Died: November 23, 1895, New Haven, Connecticut.
Phelps attended the Connecticut Literary Institute, Brown University (graduated 1844), and Yale Divinity School. After ordination, he pastored at the First Baptist Church in New Haven, Connecticut (1854-1882), and the Jefferson Street Baptist Church, Providence, Rhode Island (1876). Later, he became editor of The Christian Secretary. His son was preacher, author and professor William Lyons Phelps.
Music: Robert Lowry (1826-1899)
On Phelps’ 70th birthday, Lowry wrote him: It is worth living 70 years even if nothing comes of it but one such hymn as:
"Savior! Thy dying love
Thou gavest me;
Nor should I aught withhold,
Dear Lord, from Thee".
Happy is the man who can produce one song which the world will keep on singing after the author shall have passed away. May the tuneful harp preserve its strings for many a long year yet, and the last note reach us only when it is time for the singer to take his place in the heavenly choir.
From cyberhymnal.org
Amen, Amen! This is a great hymn of the Faith that our Temple Choir Director, Gordon Leavitt selected for yesterday's worship service.
Sunday, March 9, 2008
Go To Dark Gethsemane
Words: James Montgomery
Born: November 4, 1771
Died: April 30, 1854
When Montgomery was five years old, his family moved to the Moravian settlement at Gracehill, near Ballymena, County Antrim. Two years later, he was sent to the Fulneck Seminary in Yorkshire. He left Fulneck in 1787 to work in a shop in Mirfield, near Wakefield. Soon tiring of that, he secured a similar position at Wath, near Rotherham, only to find it as unsuitable as his previous job. A trip to London, hoping to find a publisher for his youthful poems, ended in failure. In 1792, he gladly left Wath for Sheffield to be assistant to Mr. Gales, auctioneer, bookseller, and printer of the Sheffield Register. In 1794, Gales left England to avoid political prosecution. Montgomery took the Sheffield Register in hand, changed its name to the Sheffield Iris, and continued to edit it for 32 years. During the next two years he was imprisoned twice, first for reprinting a song in commemoration of the fall of the Bastille, then for giving an account of a riot in Sheffield.

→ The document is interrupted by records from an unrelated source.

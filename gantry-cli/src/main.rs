mod commands;
mod logging;
mod output;

use clap::{ArgAction, Parser, Subcommand};
use color_eyre::Result;

use commands::plan::PlanArgs;
use commands::run::RunArgs;
use commands::validate::ValidateArgs;

/// Run declarative job graphs locally
#[derive(Parser, Debug)]
#[command(name = "gantry", version, about)]
struct Cli {
    /// Increase diagnostic logging (-v info, -vv debug)
    #[arg(short, long, action = ArgAction::Count, global = true)]
    verbose: u8,

    /// Emit diagnostic logs as JSON
    #[arg(long, global = true)]
    log_json: bool,

    #[command(subcommand)]
    command: Command,
}

#[derive(Subcommand, Debug)]
enum Command {
    /// Plan and run a pipeline
    Run(RunArgs),

    /// Parse and plan a pipeline without running it
    Validate(ValidateArgs),

    /// Print the job instances of a pipeline by dependency wave
    Plan(PlanArgs),
}

#[tokio::main]
async fn main() -> Result<()> {
    color_eyre::install()?;

    let cli = Cli::parse();
    logging::init(cli.verbose, cli.log_json);

    let code = match cli.command {
        Command::Run(args) => commands::run::execute(args).await?,
        Command::Validate(args) => commands::validate::execute(args)?,
        Command::Plan(args) => commands::plan::execute(args)?,
    };

    std::process::exit(code);
}

#[cfg(test)]
mod tests {
    use super::*;
    use clap::CommandFactory;

    #[test]
    fn test_cli_definition_is_consistent() {
        Cli::command().debug_assert();
    }

    #[test]
    fn test_run_flags_parse() {
        let cli = Cli::try_parse_from([
            "gantry",
            "-vv",
            "run",
            "ci.yml",
            "--var",
            "branch=main",
            "--max-parallel",
            "3",
            "--memory-cache",
        ])
        .unwrap();
        assert_eq!(cli.verbose, 2);
        match cli.command {
            Command::Run(args) => {
                assert_eq!(args.variables, vec!["branch=main".to_string()]);
                assert_eq!(args.max_parallel, Some(3));
                assert!(args.memory_cache);
            }
            other => panic!("unexpected command {:?}", other),
        }
    }
}
// Run Cancellation
// Clonable abort signal shared by the scheduler and job executors

use std::sync::Arc;
use tokio::sync::watch;

/// Abort signal for one run; every clone observes the same state
#[derive(Debug, Clone)]
pub struct CancellationSignal {
    sender: Arc<watch::Sender<bool>>,
    receiver: watch::Receiver<bool>,
}

impl CancellationSignal {
    pub fn new() -> Self {
        let (sender, receiver) = watch::channel(false);
        Self {
            sender: Arc::new(sender),
            receiver,
        }
    }

    /// Request an abort; idempotent
    pub fn cancel(&self) {
        self.sender.send_replace(true);
    }

    #[must_use]
    pub fn is_cancelled(&self) -> bool {
        *self.receiver.borrow()
    }

    /// Resolves once the run has been aborted
    pub async fn cancelled(&self) {
        let mut receiver = self.receiver.clone();
        if receiver.wait_for(|aborted| *aborted).await.is_err() {
            // sender lives as long as any clone of this signal
            std::future::pending::<()>().await;
        }
    }
}

impl Default for CancellationSignal {
    fn default() -> Self {
        Self::new()
    }
}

"Go to dark Gethsemane, ye that feel the tempter’s power;
Your Redeemer’s conflict see, watch with Him one bitter hour,
Turn not from His griefs away; learn of Jesus Christ to pray.
See Him at the judgment hall, beaten, bound, reviled, arraigned;
O the wormwood and the gall! O the pangs His soul sustained!
Shun not suffering, shame, or loss; learn of Christ to bear the cross.
Calvary’s mournful mountain climb; there, adoring at His feet,
Mark that miracle of time, God’s own sacrifice complete.
“It is finished!” hear Him cry; learn of Jesus Christ to die.
Early hasten to the tomb where they laid His breathless clay;
All is solitude and gloom. Who has taken Him away?
Christ is risen! He meets our eyes; Savior, teach us so to rise".
It was my blessing to sing this great hymn as a choral anthem today.The message in this hymn is so deep and the melody and arrangement portrayed the purpose of the words in a really wonderful and worshipful manner. Thank you Gordon Leavitt Choir Director, Jon Waite Organist and each of my fellow Temple Choir members at First Presbyterian Church.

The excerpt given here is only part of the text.